NSF Awards · FY 2024 · 2024-09
Black disabled students encounter systemic challenges in K-12 education such as being overrepresented in special education categories of behavioral and intellectual disabilities while facing harsher disciplinary consequences compared to other students. These challenges impact their opportunities for meaningful STEM learning. A key avenue to counter these disparities is through high school mathematics teacher coaching encompassing knowledge of the interactional nature of racism and ableism in teaching and decision making. Therefore, this project aims to develop and test a theoretical coaching framework that addresses challenges while advancing conceptual mathematics learning and high school mathematics instructional practices.
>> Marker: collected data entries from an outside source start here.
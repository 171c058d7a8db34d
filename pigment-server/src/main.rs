use std::sync::Arc;

use anyhow::{bail, Result};
use clap::Parser;
use pigment_core::{
    device_label, load_pipeline, select_best_device, select_variant, ModelContext, VariantSource,
};
use pigment_server::config::{Args, LogFormat};
use tokio::net::TcpListener;
use tracing::{info, warn};
use tracing_subscriber::EnvFilter;

fn init_tracing(format: LogFormat) {
    let filter = EnvFilter::try_from_default_env().unwrap_or_else(|_| EnvFilter::new("info"));
    let builder = tracing_subscriber::fmt().with_env_filter(filter);
    match format {
        LogFormat::Text => builder.init(),
        LogFormat::Json => builder.json().init(),
    }
}

async fn shutdown_signal() {
    if let Err(e) = tokio::signal::ctrl_c().await {
        warn!("Could not listen for shutdown signal: {e}");
        std::future::pending::<()>().await;
    }
    info!("Shutting down");
}

#[tokio::main]
async fn main() -> Result<()> {
    let args = Args::parse();
    init_tracing(args.log_format);

    let (variant, source) = select_variant(args.model_type, &args.model, args.strict_model_type)?;
    match source {
        VariantSource::Configured => info!("Using configured model type: {variant}"),
        VariantSource::Detected => info!("Detected {variant} model type from {}", args.model),
        VariantSource::Fallback => warn!(
            "No model type marker in {}; assuming {variant} (sketch-to-image, etc.). Pass --model-type to be explicit.",
            args.model
        ),
    }

    let device_map = args.device_map();
    let device = select_best_device(device_map)?;
    info!(
        "Starting up. Device: {}. Loading model: {}...",
        device_label(&device),
        args.model
    );

    let mut context = ModelContext::new(args.model.clone(), device_label(&device));
    drop(device);
    let model_source = args.model_source();
    context
        .load(variant, move |variant| async move {
            load_pipeline(variant, &model_source, device_map).await
        })
        .await?;

    if let Some(reason) = context.failure() {
        if !args.serve_degraded {
            bail!("Failed to load model on startup: {reason}");
        }
        warn!("Serving in degraded mode; /generate will answer 503");
    }

    // --- Build axum router with shared state ---
    let app = pigment_server::router(Arc::new(context));

    // --- Start the server ---
    let listener = TcpListener::bind(&args.bind_address()).await?;
    info!("Started server on {}", listener.local_addr()?);
    axum::serve(listener, app.into_make_service())
        .with_graceful_shutdown(shutdown_signal())
        .await?;

    Ok(())
}
use std::future::Future;

use anyhow::Result;
use hf_hub::api::tokio::Api;

use crate::{DeviceMap, Pipeline};

pub trait Loader {
    type Model: Pipeline + 'static;

    fn load(
        model_id: String,
        api: Api,
        device_map: DeviceMap,
    ) -> impl Future<Output = Result<Self::Model>>
    where
        Self: Sized;
}
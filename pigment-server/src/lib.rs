pub mod config;
pub mod handlers;
pub mod response;

use std::sync::Arc;

use axum::{
    extract::DefaultBodyLimit,
    routing::{get, post},
    Router,
};
use pigment_core::ModelContext;
use tower_http::{cors::CorsLayer, trace::TraceLayer};

use handlers::AppState;

/// Request body cap; leaves room for a full-resolution base64 init image.
pub const MAX_REQUEST_BYTES: usize = 32 * 1024 * 1024;

/// Build the axum router around an already loaded (or failed) model context.
pub fn router(context: Arc<ModelContext>) -> Router {
    Router::new()
        .route("/health", get(handlers::health))
        .route("/generate", post(handlers::generate_image_handler))
        .layer(DefaultBodyLimit::max(MAX_REQUEST_BYTES))
        .layer(CorsLayer::permissive())
        .layer(TraceLayer::new_for_http())
        .with_state(AppState(context))
}
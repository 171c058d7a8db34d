use thiserror::Error;

use crate::ModelVariant;

/// Failure classes a generation request can end in.
///
/// Each kind maps to exactly one HTTP status at the transport boundary.
#[derive(Debug, Error)]
pub enum GenerationError {
    #[error("Invalid base64 image format.")]
    InvalidImageEncoding(#[from] InvalidImageEncoding),

    #[error("{variant} model requires an initial image (init_image_b64).")]
    MissingRequiredImage { variant: ModelVariant },

    #[error("Invalid parameter `{field}`: {reason}")]
    InvalidParameter { field: &'static str, reason: String },

    #[error("Model not loaded or invalid model type.")]
    ModelNotReady,

    #[error("Image generation for {variant} not implemented, only text response.")]
    UnsupportedOutputModality { variant: ModelVariant },

    #[error("Generation failed: {0}")]
    GenerationFailed(String),
}

/// A transport string that is not a base64-encoded raster image.
#[derive(Debug, Error)]
pub enum InvalidImageEncoding {
    #[error("not valid base64: {0}")]
    Base64(#[from] base64::DecodeError),
    #[error("not a readable image: {0}")]
    Image(#[from] image::ImageError),
}

/// Failure returned by the model-invocation boundary.
#[derive(Debug, Error)]
pub enum ModelError {
    #[error("{pipeline} pipeline cannot run a {payload} payload")]
    UnsupportedPayload {
        pipeline: &'static str,
        payload: &'static str,
    },
    #[error("model panicked: {0}")]
    Panicked(String),
    #[error(transparent)]
    Runtime(#[from] anyhow::Error),
}

impl From<candle_core::Error> for ModelError {
    fn from(e: candle_core::Error) -> Self {
        ModelError::Runtime(e.into())
    }
}
// src/models/auth.rs

use serde::{Deserialize, Serialize};
use uuid::Uuid;

// Estrutura de dados ("claims") dentro do JWT emitido pelo provedor de autenticação.
// O papel (role) que vem no token é ignorado: a fonte da verdade é a tabela membership.
#[derive(Debug, Serialize, Deserialize)]
pub struct Claims {
    pub sub: Uuid,     // Subject (ID do usuário)
    pub email: String,
    pub org_id: Uuid,  // Organização ativa do usuário
    pub exp: usize,    // Expiration time
    #[serde(default)]
    pub iat: Option<usize>,
}

/// O usuário da requisição, já com o papel lido do banco.
#[derive(Debug, Clone, Serialize)]
pub struct CurrentUser {
    pub id: Uuid,
    pub email: String,
    pub org_id: Uuid,
    pub role: String,
}
pub mod db_utils;
pub mod error;
pub mod i18n;
pub mod serde_utils;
Using qualitative participatory methodology, this project will involve establishing and sustaining an authentic partnership with a cohort of Black disabled high school students. Their voices, knowledge, and experiences will be central in informing the development of this project’s coaching theoretical framework. The research team will support students’ learning, developing, and enacting ways to counter racism and ableism, advance conceptually oriented mathematics instructional practices, and impact instruction to improve students’ experiences and learning opportunities. Students will have opportunities to convene to share their experiences, and mathematics teachers will participate in professional development opportunities to support working with students as well as piloting and developing the coaching model. This project will contribute to both theory and practice in mathematics education as well as produce positive impact to the lives of Black disabled students. This award reflects NSF's statutory mission and has been deemed worthy of support through evaluation using the Foundation's intellectual merit and broader impacts review criteria.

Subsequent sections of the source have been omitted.